Final answer:
To find the probability that Laura wins exactly three out of the next four matches against Jennifer, we can use the binomial probability formula.
Step-by-step explanation:
To find the probability that Laura wins exactly three out of the next four matches against Jennifer, we can use the binomial probability formula.
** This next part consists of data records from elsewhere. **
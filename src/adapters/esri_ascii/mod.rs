// ESRI ASCII adapter - Raster file input and output

use std::io::{ErrorKind, Write};
use std::path::{Path, PathBuf};

use async_trait::async_trait;
use tempfile::NamedTempFile;
use tracing::{debug, info};

use crate::domain::errors::*;
use crate::domain::model::*;
use crate::ports::*;

/// Reads and writes `.asc` rasters on the local filesystem
#[derive(Debug, Default)]
pub struct EsriAsciiAdapter;

impl EsriAsciiAdapter {
    /// Create new raster adapter
    pub fn new() -> Result<Self, DomainError> {
        Ok(Self)
    }

    /// Write `contents` next to `path` and rename it into place
    fn write_atomic(path: &Path, contents: &str) -> Result<(), DomainError> {
        let parent = match path.parent() {
            Some(p) if !p.as_os_str().is_empty() => p.to_path_buf(),
            _ => PathBuf::from("."),
        };

        let mut tmp = NamedTempFile::new_in(&parent).map_err(|e| {
            DomainError::FsFail(format!(
                "Failed to create temp file in {}: {}",
                parent.display(),
                e
            ))
        })?;
        tmp.write_all(contents.as_bytes())
            .and_then(|_| tmp.flush())
            .map_err(|e| DomainError::FsFail(format!("Failed to write {}: {}", path.display(), e)))?;
        tmp.persist(path).map_err(|e| {
            DomainError::FsFail(format!("Failed to move output to {}: {}", path.display(), e))
        })?;
        Ok(())
    }
}

#[async_trait]
impl RasterPort for EsriAsciiAdapter {
    async fn read_grid(&self, path: &Path) -> Result<AsciiGrid, DomainError> {
        let text = tokio::fs::read_to_string(path).await.map_err(|e| match e.kind() {
            ErrorKind::NotFound => DomainError::FileNotFound(path.display().to_string()),
            _ => DomainError::FsFail(format!("Failed to read {}: {}", path.display(), e)),
        })?;

        let grid = tokio::task::spawn_blocking(move || AsciiGrid::parse(&text))
            .await
            .map_err(|e| DomainError::Internal(format!("grid parser task failed: {}", e)))?
            .map_err(|e| match e {
                DomainError::InvalidFormat(msg) => {
                    DomainError::InvalidFormat(format!("{}: {}", path.display(), msg))
                }
                other => other,
            })?;

        debug!(
            path = %path.display(),
            ncols = grid.header.ncols,
            nrows = grid.header.nrows,
            "grid read"
        );
        Ok(grid)
    }

    async fn write_grid(
        &self,
        grid: &AsciiGrid,
        path: &Path,
        overwrite: OverwritePolicy,
    ) -> Result<(), DomainError> {
        if overwrite == OverwritePolicy::Never && tokio::fs::try_exists(path).await.unwrap_or(false)
        {
            return Err(DomainError::OutputExists(path.display().to_string()));
        }

        let mut contents = grid.render();
        contents.push('\n');
        let target = path.to_path_buf();
        tokio::task::spawn_blocking(move || Self::write_atomic(&target, &contents))
            .await
            .map_err(|e| DomainError::Internal(format!("grid writer task failed: {}", e)))??;

        info!(path = %path.display(), cells = grid.data.len(), "grid written");
        Ok(())
    }
}

#[cfg(test)]
mod tests {
    use super::*;
    use tempfile::TempDir;

    fn grid() -> AsciiGrid {
        let header = GridHeader::new(2, 2, 0.0, 0.0, 1.0, DEFAULT_NODATA).unwrap();
        AsciiGrid::new(header, vec![1.0, 2.0, -9999.0, 4.0]).unwrap()
    }

    #[tokio::test]
    async fn test_write_then_read() {
        let dir = TempDir::new().unwrap();
        let path = dir.path().join("veg.asc");
        let adapter = EsriAsciiAdapter::new().unwrap();

        adapter
            .write_grid(&grid(), &path, OverwritePolicy::Always)
            .await
            .unwrap();

        let text = std::fs::read_to_string(&path).unwrap();
        assert!(text.ends_with("1 2\n-9999 4\n"));
        assert_eq!(adapter.read_grid(&path).await.unwrap(), grid());
    }

    #[tokio::test]
    async fn test_overwrite_never_keeps_existing_file() {
        let dir = TempDir::new().unwrap();
        let path = dir.path().join("veg.asc");
        std::fs::write(&path, "original").unwrap();
        let adapter = EsriAsciiAdapter::new().unwrap();

        let err = adapter
            .write_grid(&grid(), &path, OverwritePolicy::Never)
            .await
            .unwrap_err();
        assert!(matches!(err, DomainError::OutputExists(_)));
        assert_eq!(std::fs::read_to_string(&path).unwrap(), "original");

        adapter
            .write_grid(&grid(), &path, OverwritePolicy::Always)
            .await
            .unwrap();
        assert!(std::fs::read_to_string(&path).unwrap().starts_with("ncols 2"));
    }

    #[tokio::test]
    async fn test_read_errors_name_the_file() {
        let dir = TempDir::new().unwrap();
        let adapter = EsriAsciiAdapter::new().unwrap();

        let missing = dir.path().join("missing.asc");
        assert!(matches!(
            adapter.read_grid(&missing).await,
            Err(DomainError::FileNotFound(_))
        ));

        let short = dir.path().join("short.asc");
        std::fs::write(
            &short,
            "ncols 2\nnrows 2\nxllcorner 0\nyllcorner 0\ncellsize 1\n1 2 3\n",
        )
        .unwrap();
        match adapter.read_grid(&short).await {
            Err(DomainError::InvalidFormat(msg)) => assert!(msg.contains("short.asc")),
            other => panic!("unexpected result: {:?}", other),
        }
    }
}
The formula is:
P(X=k) = C(n, k) * p^k * (1-p)^(n-k)
Where:
- P(X=k) is the probability of getting k successes in n trials
- C(n, k) is the number of combinations of n items taken k at a time
- p is the probability of a success in a single trial
- n is the total number of trials
- k is the number of successes
In this case, Laura winning a match is a success and Jennifer winning a match is a failure. We want to find the probability of exactly 3 successes out of 4 trials, so n = 4 and k = 3. The probability of Laura winning a match is p = 2/3.
Therefore, plugging these values into the formula, we have:
P(X=3) = C(4, 3) * (2/3)^3 * (1-(2/3))^(4-3)
Simplifying this equation gives us:
P(X=3) = 4 * (2/3)^3 * (1/3)^1
P(X=3) = 4 * 8/27 * 1/3
P(X=3) = 32/81
So the probability that Laura wins exactly three of the next four matches she plays against Jennifer is 32/81.